NVIDIA is a leader in groundbreaking developments in Artificial Intelligence and High-Performance Computing. They are seeking passionate software support engineers to partner closely with internal customers, providing support for cloud platforms and improving user experiences.
Responsibilities:
- Partner with multiple internal teams to provide Tier 1 support for complex cloud platforms
- Define and improve operational workflows (runbooks, escalation paths, support processes)
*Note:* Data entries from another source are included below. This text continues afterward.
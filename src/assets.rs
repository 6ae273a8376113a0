//! Config loading with an embedded fallback
//!
//! - If `CONFIG_FILE` is NOT set: use the embedded `config.yaml` only
//! - If `CONFIG_FILE` IS set and the file is missing: seed it with the embedded default
//! - If `CONFIG_FILE` IS set and the file exists: read it from the filesystem

use rust_embed::RustEmbed;
use std::borrow::Cow;
use std::fs;
use std::io;
use std::path::{Path, PathBuf};

/// Embedded default config
#[derive(RustEmbed)]
#[folder = "."]
#[include = "config.yaml"]
struct EmbeddedConfig;

const CONFIG_NAME: &str = "config.yaml";

/// Report of seeding operations
#[derive(Debug, Default)]
pub struct SeedReport {
    pub config_seeded: bool,
}

impl SeedReport {
    pub fn is_empty(&self) -> bool {
        !self.config_seeded
    }
}

/// Report of init (extraction) operations
#[derive(Debug, Default)]
pub struct InitReport {
    pub written: Vec<String>,
    pub skipped: Vec<String>,
}

/// Where the active config comes from
#[derive(Debug, Clone, PartialEq, Eq)]
pub enum ConfigSource {
    Embedded,
    File(PathBuf),
    /// `CONFIG_FILE` is set but the file does not exist yet
    Missing(PathBuf),
}

/// Config loader with optional filesystem override
pub struct AssetLoader {
    /// External config file path (from CONFIG_FILE env var)
    config_file: Option<PathBuf>,
}

impl AssetLoader {
    /// Create a new asset loader
    ///
    /// `config_file` should be `Some` only if `CONFIG_FILE` was set.
    pub fn new(config_file: Option<PathBuf>) -> Self {
        Self { config_file }
    }

    /// Create a loader from the `CONFIG_FILE` environment variable
    pub fn from_env() -> Self {
        Self::new(std::env::var("CONFIG_FILE").ok().map(PathBuf::from))
    }

    pub fn config_file(&self) -> Option<&Path> {
        self.config_file.as_deref()
    }

    pub fn config_source(&self) -> ConfigSource {
        match self.config_file {
            Some(ref path) if path.exists() => ConfigSource::File(path.clone()),
            Some(ref path) => ConfigSource::Missing(path.clone()),
            None => ConfigSource::Embedded,
        }
    }

    /// Read the config file
    ///
    /// If an external path is configured and exists, uses that.
    /// Otherwise falls back to the embedded config.
    pub fn read_config(&self) -> io::Result<Cow<'static, [u8]>> {
        if let Some(ref path) = self.config_file {
            if path.exists() {
                tracing::trace!(path = %path.display(), "Loading config from filesystem");
                return Ok(Cow::Owned(fs::read(path)?));
            }
        }

        Self::embedded_config()
            .inspect(|_| tracing::trace!("Loading config from embedded assets"))
            .ok_or_else(|| io::Error::new(io::ErrorKind::NotFound, "Embedded config.yaml not found"))
    }

    /// Read config as a UTF-8 string
    pub fn read_config_string(&self) -> io::Result<String> {
        let bytes = self.read_config()?;
        String::from_utf8(bytes.into_owned())
            .map_err(|e| io::Error::new(io::ErrorKind::InvalidData, e))
    }

    fn embedded_config() -> Option<Cow<'static, [u8]>> {
        EmbeddedConfig::get(CONFIG_NAME).map(|f| f.data)
    }

    /// Write the embedded config to the configured path if it is missing
    ///
    /// Does nothing unless `CONFIG_FILE` was set.
    pub fn seed_if_configured(&self) -> io::Result<SeedReport> {
        let mut report = SeedReport::default();

        if let Some(ref path) = self.config_file {
            if !path.exists() {
                if let Some(parent) = path.parent() {
                    fs::create_dir_all(parent)?;
                }
                if let Some(data) = Self::embedded_config() {
                    fs::write(path, &*data)?;
                    report.config_seeded = true;
                    tracing::info!(path = %path.display(), "Seeded config file with embedded default");
                }
            }
        }

        Ok(report)
    }

    /// Extract the embedded config to the filesystem (init command)
    ///
    /// Uses the configured path, or `./config.yaml` if none is set.
    pub fn init(&self, force: bool) -> io::Result<InitReport> {
        let mut report = InitReport::default();
        let path = self
            .config_file
            .clone()
            .unwrap_or_else(|| PathBuf::from("./config.yaml"));

        if !force && path.exists() {
            report.skipped.push(path.display().to_string());
            return Ok(report);
        }
        if let Some(parent) = path.parent() {
            fs::create_dir_all(parent)?;
        }
        if let Some(data) = Self::embedded_config() {
            fs::write(&path, &*data)?;
            report.written.push(path.display().to_string());
        }

        Ok(report)
    }
}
- Triage/investigate root cause of customer issues and escalate as needed
- File bugs and report issues while working closely with the Site Reliability team
- Build tooling to improve customer support process and visibility
- Deeply understand user workloads and use cases
- Partner with multiple internal teams to give feedback to engineering teams and develop solutions to aid in their success
- Be part of an on call rotation to support production systems
Requirements:
- BS/MS degree in Computer science or related areas (or equivalent experience)
- 2+ yrs of experience with supporting distributed software systems, supporting end-user software platforms, and experience with Linux
- Experience with Kubernetes, AWS, Azure, OCI, and GCP
- Background of Infrastructure, Networking, Storage, and DevOps scripting/tooling
- Understanding of data storage technologies (databases, file, block, blob)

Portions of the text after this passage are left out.